By the time his junior year arrived, Poulakidas was a starter, a proven tough shot-maker and a perfectionist entirely in control of potential outcomes in his workouts. “He tells me what he wants to do,” Kingsley said Thursday. “He has a vision of the shots he can make.” Many of them, as it turns out. Poulakidas entered the postseason as Yale’s second-leading scorer for the second straight season, and his 75 3-pointers were the second-highest single-season total in program history. He also was maybe best known, if at all, as the boyfriend of Kylie Feuerbach, who plays for the rock-band phenomenon known as Iowa women’s basketball. No one would have guessed all of this was a prelude to what occurred against Auburn … but maybe they should have.

“I tell him every time, if we win the game, it’s going to be because of him,” Wolf said. “You don’t have many shotmakers in the country that can get a bucket like he can.”

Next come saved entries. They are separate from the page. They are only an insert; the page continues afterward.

//! Track catalog - selection state and cross-indexing
//!
//! The catalog is single-writer (only its own refresh/selection methods
//! mutate it) and multi-reader; readers observe the latest fully-replaced
//! snapshot, never a partially updated one. Selection and inventory are
//! refreshed independently and may transiently disagree; the catalog
//! tolerates the mismatch.

use std::sync::{Arc, RwLock};

use tracing::{debug, warn};
use vpb_common::events::{EventBus, PlayerEvent};

use super::{
    parse_track_list, positional_descriptor_indices, StreamDescriptor, Track, TrackKind,
};
use crate::engine::gateway::EngineGateway;
use crate::engine::protocol::props;

#[derive(Debug, Default)]
struct CatalogInner {
    video: Vec<Track>,
    audio: Vec<Track>,
    subtitle: Vec<Track>,
    selected_video: Option<i64>,
    selected_audio: Option<i64>,
    selected_subtitle: Option<i64>,
    selected_secondary_subtitle: Option<i64>,
    /// Externally supplied stream descriptors for cross-indexing
    descriptors: Vec<StreamDescriptor>,
}

/// Authoritative snapshot of the engine's track inventory
pub struct TrackCatalog {
    gateway: Arc<EngineGateway>,
    events: EventBus,
    inner: RwLock<CatalogInner>,
}

impl TrackCatalog {
    pub fn new(gateway: Arc<EngineGateway>, events: EventBus) -> Self {
        Self {
            gateway,
            events,
            inner: RwLock::new(CatalogInner::default()),
        }
    }

    /// Re-read the inventory and selection properties, replacing the
    /// catalog atomically
    ///
    /// A missing or malformed inventory yields an empty catalog; this never
    /// fails.
    pub fn refresh(&self) {
        let payload = self.gateway.get_property_string(props::TRACK_LIST);
        let (video, audio, subtitle) = match payload {
            Some(json) => parse_track_list(&json),
            None => {
                debug!("Track inventory unavailable; catalog empty");
                (Vec::new(), Vec::new(), Vec::new())
            }
        };

        let selected_video = self.read_selection(props::VIDEO_TRACK);
        let selected_audio = self.read_selection(props::AUDIO_TRACK);
        let selected_subtitle = self.read_selection(props::SUBTITLE_TRACK);
        let selected_secondary_subtitle = self.read_selection(props::SECONDARY_SUBTITLE_TRACK);

        let (video_count, audio_count, subtitle_count) =
            (video.len(), audio.len(), subtitle.len());

        {
            let mut inner = self.inner.write().unwrap();

            if let Some(id) = selected_audio {
                if !audio.iter().any(|t| t.id == id) {
                    debug!(
                        "Selected audio id {} absent from latest inventory (transient)",
                        id
                    );
                }
            }

            inner.video = video;
            inner.audio = audio;
            inner.subtitle = subtitle;
            inner.selected_video = selected_video;
            inner.selected_audio = selected_audio;
            inner.selected_subtitle = selected_subtitle;
            inner.selected_secondary_subtitle = selected_secondary_subtitle;
        }

        self.events.emit_lossy(PlayerEvent::TracksChanged {
            video_count,
            audio_count,
            subtitle_count,
            timestamp: vpb_common::time::now(),
        });
    }

    /// Selection properties report a positive id or fail ("no"/"auto");
    /// non-positive and failed reads both mean no explicit selection.
    fn read_selection(&self, prop: &str) -> Option<i64> {
        let id = self.gateway.get_property_int(prop);
        if id > 0 {
            Some(id)
        } else {
            None
        }
    }

    /// Reset to the empty catalog
    pub fn clear(&self) {
        let mut inner = self.inner.write().unwrap();
        let descriptors = std::mem::take(&mut inner.descriptors);
        *inner = CatalogInner::default();
        // Descriptors describe the item, not the engine state; they are
        // replaced when the next item's metadata arrives
        inner.descriptors = descriptors;
    }

    /// Install the external stream descriptors for the current item
    pub fn set_stream_descriptors(&self, descriptors: Vec<StreamDescriptor>) {
        self.inner.write().unwrap().descriptors = descriptors;
    }

    // ========================================
    // Selection
    // ========================================

    /// Select a video track; `None` or a non-positive id means "auto"
    pub fn select_video_track(&self, id: Option<i64>) {
        match normalize_id(id) {
            Some(id) => self.gateway.set_property_int(props::VIDEO_TRACK, id),
            None => self.gateway.set_property_string(props::VIDEO_TRACK, "auto"),
        }
        let mut inner = self.inner.write().unwrap();
        inner.selected_video = normalize_id(id);
    }

    /// Select an audio track; `None` or a non-positive id means "auto"
    pub fn select_audio_track(&self, id: Option<i64>) {
        match normalize_id(id) {
            Some(id) => self.gateway.set_property_int(props::AUDIO_TRACK, id),
            None => self.gateway.set_property_string(props::AUDIO_TRACK, "auto"),
        }
        let mut inner = self.inner.write().unwrap();
        inner.selected_audio = normalize_id(id);
    }

    /// Select a subtitle track; `None` or a non-positive id disables
    /// subtitles (and hides them - visibility is a separate flag that is
    /// kept in step here)
    pub fn select_subtitle_track(&self, id: Option<i64>) {
        match normalize_id(id) {
            Some(id) => {
                self.gateway.set_property_int(props::SUBTITLE_TRACK, id);
                self.gateway.set_property_bool(props::SUBTITLE_VISIBILITY, true);
            }
            None => {
                self.gateway.set_property_string(props::SUBTITLE_TRACK, "no");
                self.gateway
                    .set_property_bool(props::SUBTITLE_VISIBILITY, false);
            }
        }
        let mut inner = self.inner.write().unwrap();
        inner.selected_subtitle = normalize_id(id);
    }

    /// Select a secondary subtitle track; `None` disables it
    pub fn select_secondary_subtitle_track(&self, id: Option<i64>) {
        match normalize_id(id) {
            Some(id) => {
                self.gateway
                    .set_property_int(props::SECONDARY_SUBTITLE_TRACK, id);
                self.gateway
                    .set_property_bool(props::SECONDARY_SUBTITLE_VISIBILITY, true);
            }
            None => {
                self.gateway
                    .set_property_string(props::SECONDARY_SUBTITLE_TRACK, "no");
                self.gateway
                    .set_property_bool(props::SECONDARY_SUBTITLE_VISIBILITY, false);
            }
        }
        let mut inner = self.inner.write().unwrap();
        inner.selected_secondary_subtitle = normalize_id(id);
    }

    /// Flip subtitle visibility without changing the selected id
    pub fn toggle_subtitle_visibility(&self) {
        let visible = self.gateway.get_property_bool(props::SUBTITLE_VISIBILITY);
        self.gateway
            .set_property_bool(props::SUBTITLE_VISIBILITY, !visible);
    }

    /// Load an external subtitle file and refresh the catalog
    pub fn add_external_subtitle(
        &self,
        path: &str,
        title: Option<&str>,
        language: Option<&str>,
        select: bool,
    ) {
        let flag = if select { "select" } else { "auto" };
        let title = title.unwrap_or("");
        let language = language.unwrap_or("");
        if self
            .gateway
            .execute_command(&["sub-add", path, flag, title, language])
            .is_err()
        {
            warn!("External subtitle load failed: {}", path);
            return;
        }
        self.refresh();
    }

    /// Unload an external subtitle track and refresh the catalog
    pub fn remove_external_subtitle(&self, id: i64) {
        let id_arg = id.to_string();
        if self
            .gateway
            .execute_command(&["sub-remove", &id_arg])
            .is_err()
        {
            warn!("External subtitle unload failed: id {}", id);
            return;
        }
        self.refresh();
    }

    // ========================================
    // Readers
    // ========================================

    pub fn video_tracks(&self) -> Vec<Track> {
        self.inner.read().unwrap().video.clone()
    }

    pub fn audio_tracks(&self) -> Vec<Track> {
        self.inner.read().unwrap().audio.clone()
    }

    pub fn subtitle_tracks(&self) -> Vec<Track> {
        self.inner.read().unwrap().subtitle.clone()
    }

    pub fn selected_video_track(&self) -> Option<i64> {
        self.inner.read().unwrap().selected_video
    }

    pub fn selected_audio_track(&self) -> Option<i64> {
        self.inner.read().unwrap().selected_audio
    }

    pub fn selected_subtitle_track(&self) -> Option<i64> {
        self.inner.read().unwrap().selected_subtitle
    }

    pub fn selected_secondary_subtitle_track(&self) -> Option<i64> {
        self.inner.read().unwrap().selected_secondary_subtitle
    }

    // ========================================
    // Cross-indexing
    // ========================================
    //
    // The Nth engine track of a kind corresponds to the Nth non-external
    // descriptor of that kind. Precondition: both orderings enumerate the
    // same underlying streams in the same relative order.

    /// Map an engine track id to the external stream index
    pub fn descriptor_index_for_track(&self, kind: TrackKind, id: i64) -> Option<usize> {
        let inner = self.inner.read().unwrap();
        let tracks = inner.tracks_of(kind);
        let position = tracks.iter().position(|t| t.id == id)?;
        let indices = positional_descriptor_indices(&inner.descriptors, kind, tracks.len());
        indices.get(position).copied()
    }

    /// Map an external stream index to the engine track id
    pub fn track_id_for_descriptor_index(&self, kind: TrackKind, index: usize) -> Option<i64> {
        let inner = self.inner.read().unwrap();
        let tracks = inner.tracks_of(kind);
        let indices = positional_descriptor_indices(&inner.descriptors, kind, tracks.len());
        let position = indices.iter().position(|i| *i == index)?;
        tracks.get(position).map(|t| t.id)
    }
}

impl CatalogInner {
    fn tracks_of(&self, kind: TrackKind) -> &[Track] {
        match kind {
            TrackKind::Video => &self.video,
            TrackKind::Audio => &self.audio,
            TrackKind::Subtitle => &self.subtitle,
        }
    }
}

/// Non-positive ids collapse to `None` ("auto"/"disabled")
fn normalize_id(id: Option<i64>) -> Option<i64> {
    id.filter(|v| *v > 0)
}

#[cfg(test)]
mod tests {
    use super::*;

    #[test]
    fn test_normalize_id() {
        assert_eq!(normalize_id(Some(3)), Some(3));
        assert_eq!(normalize_id(Some(0)), None);
        assert_eq!(normalize_id(Some(-1)), None);
        assert_eq!(normalize_id(None), None);
    }
}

Late afternoon Friday, many years later and a couple thousand miles west, the Poulakidas’ oldest child had another moment with a ball and a hoop that peeled some paint. He was now a college junior but no more worried about the damage his shot could do, not when he was five 3-pointers into the night already, not when he’d hit a preposterous fadeaway jumper over 6-11 Auburn big man Dylan Cardwell and stared down his own bench as he raced back up the floor. “After I hit my first couple shots,” he said, “the floodgates opened.” And now there were two minutes left and his team faced a one-point deficit in the NCAA Tournament and he let it fly from well beyond the 3-point arc. He hit it. Those at Spokane Arena susceptible to magic lost it. Completely.

As he backpedaled down the floor, Poulakidas turned to the crowd. He caught sight of his parents.

Oh my God, he screamed.

Divine, for sure. Not providential. Again: You have to work to drive that sword through the stone. “I love what basketball can do for you and the people around you, if that makes any sense,” Poulakidas said. “It’s crazy how winning one game today, winning one game last weekend (in the Ivy League tournament) against Brown, can just completely bring a group of people together. I’m just so grateful and glad to be a part of that.”

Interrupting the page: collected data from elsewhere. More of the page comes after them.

//! Event types for the VPB event system
//!
//! Provides the shared `PlayerEvent` definitions and the `EventBus` used by
//! the playback bridge and its host application.
//!
//! # Architecture
//!
//! VPB uses hybrid communication:
//! - **EventBus** (tokio::broadcast): one-to-many event broadcasting toward
//!   the host application
//! - **Shared state** (Arc + lock): read-heavy access to catalogs
//!
//! Events originating on the native engine's callback thread are emitted
//! through the bus without blocking; slow subscribers never stall producers.

use serde::{Deserialize, Serialize};
use tokio::sync::broadcast;
use uuid::Uuid;

/// Reconciled playback state derived from the native engine's signals
///
/// A single ordered value computed from the engine's independent pause /
/// idle / end-of-file reports. See the playback state machine for the
/// precedence rules.
#[derive(Debug, Clone, Copy, PartialEq, Eq, Serialize, Deserialize)]
#[serde(rename_all = "lowercase")]
pub enum PlayState {
    Uninitialized,
    Loading,
    Idle,
    Playing,
    Paused,
    Seeking,
    Ended,
    Error,
}

impl std::fmt::Display for PlayState {
    fn fmt(&self, f: &mut std::fmt::Formatter<'_>) -> std::fmt::Result {
        match self {
            PlayState::Uninitialized => write!(f, "uninitialized"),
            PlayState::Loading => write!(f, "loading"),
            PlayState::Idle => write!(f, "idle"),
            PlayState::Playing => write!(f, "playing"),
            PlayState::Paused => write!(f, "paused"),
            PlayState::Seeking => write!(f, "seeking"),
            PlayState::Ended => write!(f, "ended"),
            PlayState::Error => write!(f, "error"),
        }
    }
}

/// VPB event types
///
/// Events are broadcast via the EventBus and can be serialized for
/// transmission to out-of-process consumers. All bridge notifications use
/// this central enum for type safety and exhaustive matching.
#[derive(Debug, Clone, Serialize, Deserialize)]
#[serde(tag = "type")]
pub enum PlayerEvent {
    /// Reconciled playback state changed
    ///
    /// Triggers:
    /// - UI: update transport controls
    /// - Platform integration: update media-session state
    PlayStateChanged {
        /// State before the change
        old_state: PlayState,
        /// State after the change
        new_state: PlayState,
        /// When the state changed
        timestamp: chrono::DateTime<chrono::Utc>,
    },

    /// Playback became active for the first time for this item
    ///
    /// Fires exactly once per item, on the first transition into the
    /// not-paused and not-idle conjunction, regardless of the order in which
    /// the two underlying signals settle.
    PlaybackPrepared {
        /// Item the session associated with the current load, if any
        item_id: Option<Uuid>,
        /// When playback became active
        timestamp: chrono::DateTime<chrono::Utc>,
    },

    /// The current item played to its natural end
    PlaybackCompleted {
        /// Item that completed, if known
        item_id: Option<Uuid>,
        /// When end-of-file was reached
        timestamp: chrono::DateTime<chrono::Utc>,
    },

    /// A session-fatal playback error occurred
    ///
    /// No automatic retry is performed; the session requires explicit
    /// reinitialization.
    PlaybackError {
        /// Human-readable error description
        message: String,
        /// When the error was detected
        timestamp: chrono::DateTime<chrono::Utc>,
    },

    /// Playback progress update
    ///
    /// Emitted periodically by the session's progress poll while a file is
    /// loaded. Not persisted; purely informational.
    PlaybackProgress {
        /// Current playback position (milliseconds)
        position_ms: u64,
        /// Buffered-ahead position (milliseconds)
        buffered_ms: u64,
        /// Total duration (milliseconds, 0 when unknown)
        duration_ms: u64,
        /// When the sample was taken
        timestamp: chrono::DateTime<chrono::Utc>,
    },

    /// The engine reconfigured its video output
    VideoSizeChanged {
        /// New video width in pixels
        width: i64,
        /// New video height in pixels
        height: i64,
        /// When the reconfiguration was reported
        timestamp: chrono::DateTime<chrono::Utc>,
    },

    /// The track catalog was rebuilt from the engine inventory
    TracksChanged {
        /// Number of video tracks in the new catalog
        video_count: usize,
        /// Number of audio tracks in the new catalog
        audio_count: usize,
        /// Number of subtitle tracks in the new catalog
        subtitle_count: usize,
        /// When the catalog was replaced
        timestamp: chrono::DateTime<chrono::Utc>,
    },

    /// The current chapter changed
    ChapterChanged {
        /// New chapter index, -1 when unknown/none
        index: i64,
        /// When the change was observed
        timestamp: chrono::DateTime<chrono::Utc>,
    },

    /// A skip-action segment was crossed and playback jumped past it
    SegmentSkipped {
        /// Segment identity
        segment_id: Uuid,
        /// Position playback was moved to (milliseconds)
        skipped_to_ms: u64,
        /// When the skip was performed
        timestamp: chrono::DateTime<chrono::Utc>,
    },

    /// An ask-to-skip segment was crossed; the host should prompt the user
    SegmentSkipPrompt {
        /// Segment identity
        segment_id: Uuid,
        /// Segment start (milliseconds)
        start_ms: u64,
        /// Segment end, the position a confirmed skip should seek to
        /// (milliseconds)
        end_ms: u64,
        /// When the prompt became due
        timestamp: chrono::DateTime<chrono::Utc>,
    },
}

impl PlayerEvent {
    /// Get event type as string for filtering
    pub fn event_type(&self) -> &str {
        match self {
            PlayerEvent::PlayStateChanged { .. } => "PlayStateChanged",
            PlayerEvent::PlaybackPrepared { .. } => "PlaybackPrepared",
            PlayerEvent::PlaybackCompleted { .. } => "PlaybackCompleted",
            PlayerEvent::PlaybackError { .. } => "PlaybackError",
            PlayerEvent::PlaybackProgress { .. } => "PlaybackProgress",
            PlayerEvent::VideoSizeChanged { .. } => "VideoSizeChanged",
            PlayerEvent::TracksChanged { .. } => "TracksChanged",
            PlayerEvent::ChapterChanged { .. } => "ChapterChanged",
            PlayerEvent::SegmentSkipped { .. } => "SegmentSkipped",
            PlayerEvent::SegmentSkipPrompt { .. } => "SegmentSkipPrompt",
        }
    }
}

// ========================================
// EventBus Implementation
// ========================================

/// Central event distribution bus for bridge-wide events
///
/// The EventBus uses tokio::broadcast internally, providing:
/// - Non-blocking publish (slow subscribers don't block producers)
/// - Multiple concurrent subscribers
/// - Automatic cleanup when subscribers drop
/// - Lagged message detection for slow subscribers
///
/// # Examples
///
/// ```
/// use vpb_common::events::{EventBus, PlayerEvent, PlayState};
///
/// let event_bus = EventBus::new(100);
/// let mut rx = event_bus.subscribe();
///
/// event_bus.emit(PlayerEvent::PlayStateChanged {
///     old_state: PlayState::Paused,
///     new_state: PlayState::Playing,
///     timestamp: chrono::Utc::now(),
/// }).ok();
/// ```
#[derive(Clone)]
pub struct EventBus {
    tx: broadcast::Sender<PlayerEvent>,
    capacity: usize,
}

impl EventBus {
    /// Creates a new EventBus with the specified channel capacity
    ///
    /// `capacity` is the number of events buffered before old events are
    /// dropped for lagging subscribers.
    pub fn new(capacity: usize) -> Self {
        let (tx, _) = broadcast::channel(capacity);
        Self { tx, capacity }
    }

    /// Subscribe to all future events
    ///
    /// Returns a receiver that will receive all events emitted after
    /// subscription. Events emitted before subscription are not received.
    pub fn subscribe(&self) -> broadcast::Receiver<PlayerEvent> {
        self.tx.subscribe()
    }

    /// Emit an event to all subscribers
    ///
    /// Returns `Ok(subscriber_count)` if at least one subscriber exists,
    /// `Err` if no subscribers are listening.
    #[allow(clippy::result_large_err)]
    pub fn emit(
        &self,
        event: PlayerEvent,
    ) -> Result<usize, broadcast::error::SendError<PlayerEvent>> {
        self.tx.send(event)
    }

    /// Emit an event, ignoring whether anyone is listening
    ///
    /// Used for notifications where it is acceptable that no component is
    /// currently subscribed (progress updates, chapter ticks).
    pub fn emit_lossy(&self, event: PlayerEvent) {
        let _ = self.tx.send(event);
    }

    /// Get the current number of active subscribers
    pub fn subscriber_count(&self) -> usize {
        self.tx.receiver_count()
    }

    /// Get the configured channel capacity
    pub fn capacity(&self) -> usize {
        self.capacity
    }
}

#[cfg(test)]
mod tests {
    use super::*;
    use std::sync::Arc;

    #[test]
    fn test_eventbus_new() {
        let bus = EventBus::new(100);
        assert_eq!(bus.capacity(), 100);
        assert_eq!(bus.subscriber_count(), 0);
    }

    #[test]
    fn test_eventbus_subscribe() {
        let bus = EventBus::new(100);
        let _rx = bus.subscribe();
        assert_eq!(bus.subscriber_count(), 1);

        let _rx2 = bus.subscribe();
        assert_eq!(bus.subscriber_count(), 2);
    }

    #[test]
    fn test_eventbus_emit_no_subscribers() {
        let bus = EventBus::new(100);
        let event = PlayerEvent::PlayStateChanged {
            old_state: PlayState::Paused,
            new_state: PlayState::Playing,
            timestamp: chrono::Utc::now(),
        };

        // Should return error when no subscribers
        assert!(bus.emit(event).is_err());
    }

    #[test]
    fn test_eventbus_emit_with_subscriber() {
        let bus = Arc::new(EventBus::new(100));
        let mut rx = bus.subscribe();

        let event = PlayerEvent::PlayStateChanged {
            old_state: PlayState::Loading,
            new_state: PlayState::Playing,
            timestamp: chrono::Utc::now(),
        };

        assert!(bus.emit(event).is_ok());

        let received = rx.try_recv().expect("Should receive event");
        match received {
            PlayerEvent::PlayStateChanged {
                old_state,
                new_state,
                ..
            } => {
                assert_eq!(old_state, PlayState::Loading);
                assert_eq!(new_state, PlayState::Playing);
            }
            _ => panic!("Wrong event type received"),
        }
    }

    #[test]
    fn test_eventbus_emit_lossy() {
        let bus = EventBus::new(2); // Small capacity
        let mut _rx = bus.subscribe(); // Subscribe but don't receive

        // Overfill the channel; must not panic
        for i in 0..10u64 {
            bus.emit_lossy(PlayerEvent::PlaybackProgress {
                position_ms: i * 1000,
                buffered_ms: i * 1000 + 500,
                duration_ms: 60_000,
                timestamp: chrono::Utc::now(),
            });
        }

        assert_eq!(bus.capacity(), 2);
    }

    #[test]
    fn test_eventbus_multiple_subscribers() {
        let bus = Arc::new(EventBus::new(10));
        let mut rx1 = bus.subscribe();
        let mut rx2 = bus.subscribe();

        assert_eq!(bus.subscriber_count(), 2);

        bus.emit(PlayerEvent::ChapterChanged {
            index: 3,
            timestamp: chrono::Utc::now(),
        })
        .expect("emit should succeed");

        let r1 = rx1.try_recv().expect("rx1 should receive");
        let r2 = rx2.try_recv().expect("rx2 should receive");

        assert_eq!(r1.event_type(), "ChapterChanged");
        assert_eq!(r2.event_type(), "ChapterChanged");
    }

    #[test]
    fn test_event_serialization_round_trip() {
        let event = PlayerEvent::SegmentSkipPrompt {
            segment_id: Uuid::new_v4(),
            start_ms: 10_000,
            end_ms: 95_000,
            timestamp: chrono::Utc::now(),
        };

        let json = serde_json::to_string(&event).expect("serialize");
        assert!(json.contains("\"type\":\"SegmentSkipPrompt\""));

        let back: PlayerEvent = serde_json::from_str(&json).expect("deserialize");
        match back {
            PlayerEvent::SegmentSkipPrompt { start_ms, end_ms, .. } => {
                assert_eq!(start_ms, 10_000);
                assert_eq!(end_ms, 95_000);
            }
            _ => panic!("Wrong event type deserialized"),
        }
    }

    #[test]
    fn test_play_state_display() {
        assert_eq!(PlayState::Playing.to_string(), "playing");
        assert_eq!(PlayState::Uninitialized.to_string(), "uninitialized");
        assert_eq!(PlayState::Ended.to_string(), "ended");
    }

    #[test]
    fn test_event_type_method() {
        let events = vec![
            (
                PlayerEvent::PlaybackPrepared {
                    item_id: Some(Uuid::new_v4()),
                    timestamp: chrono::Utc::now(),
                },
                "PlaybackPrepared",
            ),
            (
                PlayerEvent::PlaybackCompleted {
                    item_id: None,
                    timestamp: chrono::Utc::now(),
                },
                "PlaybackCompleted",
            ),
            (
                PlayerEvent::TracksChanged {
                    video_count: 1,
                    audio_count: 2,
                    subtitle_count: 3,
                    timestamp: chrono::Utc::now(),
                },
                "TracksChanged",
            ),
            (
                PlayerEvent::PlaybackError {
                    message: "load failed".to_string(),
                    timestamp: chrono::Utc::now(),
                },
                "PlaybackError",
            ),
        ];

        for (event, expected_type) in events {
            assert_eq!(event.event_type(), expected_type);
        }
    }
}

There were many parts to it. August Mahoney, the senior captain and native of Saratoga Springs, N.Y. — town slogan: “Health, History, and Horses” — who grinded through three first-half fouls to finish with 14 points in 26 minutes, including a 9-of-11 showing at the free-throw line. Wolf, the leading scorer who had one first-half field goal but hit two key free throws to extend the lead with 45 seconds left. Jones, the criminally underrated head coach who is approaching 400 wins with an Ivy League school, who threw on a Yankees hat in the locker room after he cautioned against the emotional over-indulgence that doomed his team seven years prior.

“I tried to tame the reactions,” Jones said, “and to make them understand we have more work to do.”

They understand it, even if no one else does.

On the eve of NCAA Tournament play, Dudley sent text messages to an old foil on television named Charles Barkley, warning him not to underestimate the Bulldogs. “They can flat-out play,” Dudley said. Proven right, he was off to enjoy his Friday night more than even he expected. But then these are the moments that creep up on you. You don’t always get where you want to go in a hurry. Most of the time, you just chip away until you’re there.